What needs to be done >>
Using the listing below, show all lines that hold the word "base".

◆ ◆ ◆ ◆ ◆

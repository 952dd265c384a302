use approx::assert_relative_eq;
use rotor_performance_calculator::atmosphere::{AtmosphericPoint, standard};
use rotor_performance_calculator::config::{ConfigOverride, load_vehicle_config};
use rotor_performance_calculator::performance::{
    GroundEffect, Helicopter, HoverOptions, PerformanceWarning,
};

fn project() -> Helicopter {
    let config = load_vehicle_config("configs/vehicles/project_helicopter.toml", None)
        .expect("project vehicle");
    Helicopter::new(config).expect("valid helicopter")
}

#[test]
fn hoge_uses_full_gross_weight() {
    let heli = project();
    let record = heli
        .hover_out_of_ground_effect(&AtmosphericPoint::sea_level())
        .unwrap();
    assert_eq!(record.gross_weight_lb, 2853.0 + 869.0 + 1278.0);
    assert_relative_eq!(record.thrust_lb, 5000.0 * 1.03, epsilon = 1e-9);
    assert_eq!(record.ground_effect, GroundEffect::OutOfGroundEffect);
}

#[test]
fn reference_hover_power() {
    let heli = project();
    let record = heli
        .hover_out_of_ground_effect(&AtmosphericPoint::sea_level())
        .unwrap();
    assert_relative_eq!(record.thrust_coefficient, 0.003_937, max_relative = 0.01);
    assert_relative_eq!(record.shp_uninstalled, 595.8, max_relative = 0.01);
    assert_relative_eq!(record.sfc_lb_per_hp_hr, 0.498, max_relative = 0.01);
    assert_relative_eq!(
        record.fuel_flow_lb_hr,
        record.sfc_lb_per_hp_hr * record.shp_uninstalled,
        max_relative = 1e-12
    );
    assert!(record.warnings.is_empty(), "{:?}", record.warnings);
}

#[test]
fn ground_effect_reduces_power() {
    let heli = project();
    let sea_level = AtmosphericPoint::sea_level();
    let hoge = heli.hover_out_of_ground_effect(&sea_level).unwrap();
    let hige = heli.hover_in_ground_effect(&sea_level).unwrap();
    assert!(hige.shp_uninstalled <= hoge.shp_uninstalled);
    assert_relative_eq!(hige.shp_uninstalled, 496.0, max_relative = 0.01);
}

#[test]
fn hover_power_increases_with_weight() {
    let mut heli = project();
    let point = standard(2000.0).unwrap();
    let mut previous = heli.hover_out_of_ground_effect(&point).unwrap().shp_uninstalled;
    for _ in 0..5 {
        heli.state_mut().load_payload(250.0).unwrap();
        let shp = heli.hover_out_of_ground_effect(&point).unwrap().shp_uninstalled;
        assert!(shp > previous, "{shp} <= {previous}");
        previous = shp;
    }
}

#[test]
fn dropping_payload_lowers_hover_power() {
    let mut heli = project();
    let sea_level = AtmosphericPoint::sea_level();
    let loaded = heli.hover_out_of_ground_effect(&sea_level).unwrap();
    heli.unload(1278.0).unwrap();
    let empty = heli.hover_out_of_ground_effect(&sea_level).unwrap();
    assert_eq!(empty.gross_weight_lb, 2853.0 + 869.0);
    assert!(empty.shp_uninstalled < loaded.shp_uninstalled);
    assert!(heli.unload(1.0).is_err());
}

#[test]
fn climb_rate_adds_power() {
    let heli = project();
    let sea_level = AtmosphericPoint::sea_level();
    let options = HoverOptions {
        rate_of_climb_fpm: 500.0,
        ..HoverOptions::default()
    };
    let climb = heli.hover(&sea_level, &options).unwrap();
    let hover = heli.hover_out_of_ground_effect(&sea_level).unwrap();
    assert!(climb.cq_climb > 0.0);
    assert!(climb.shp_uninstalled > hover.shp_uninstalled);
}

#[test]
fn heavy_hover_reports_limit_warnings() {
    let mut heli = project();
    heli.state_mut().load_payload(1500.0).unwrap();
    let record = heli
        .hover_out_of_ground_effect(&standard(6000.0).unwrap())
        .unwrap();
    assert!(
        record
            .warnings
            .iter()
            .any(|w| matches!(w, PerformanceWarning::TransmissionLimitExceeded { .. }))
    );
}

#[test]
fn out_of_range_induced_factor_is_flagged() {
    let heli = project();
    let options = HoverOptions {
        k_i: 1.3,
        ..HoverOptions::default()
    };
    let record = heli.hover(&AtmosphericPoint::sea_level(), &options).unwrap();
    assert!(
        record
            .warnings
            .contains(&PerformanceWarning::InducedFactorOutOfRange { k_i: 1.3 })
    );
}

#[test]
fn non_positive_density_is_rejected() {
    let heli = project();
    let vacuum = AtmosphericPoint::from_state(0.0, 0.0, 518.67, 0.0);
    assert!(heli.hover_out_of_ground_effect(&vacuum).is_err());
}

#[test]
fn derived_variant_needs_less_power() {
    let base = project();
    let improved_config = base
        .config()
        .derive(&[
            ConfigOverride::scale("main_rotor.cd0", 0.95),
            ConfigOverride::scale("engine.bsfc", 0.97),
        ])
        .unwrap();
    let improved = Helicopter::new(improved_config).unwrap();
    let sea_level = AtmosphericPoint::sea_level();
    let a = base.hover_out_of_ground_effect(&sea_level).unwrap();
    let b = improved.hover_out_of_ground_effect(&sea_level).unwrap();
    assert!(b.shp_uninstalled < a.shp_uninstalled);
    assert!(b.fuel_flow_lb_hr < a.fuel_flow_lb_hr);
    assert_eq!(base.config().main_rotor.cd0, 0.008);
}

◆ ◆ ◆ ◆ ◆

Response area >>
    let base = project();
    let improved_config = base
    let a = base.hover_out_of_ground_effect(&sea_level).unwrap();
    assert_eq!(base.config().main_rotor.cd0, 0.008);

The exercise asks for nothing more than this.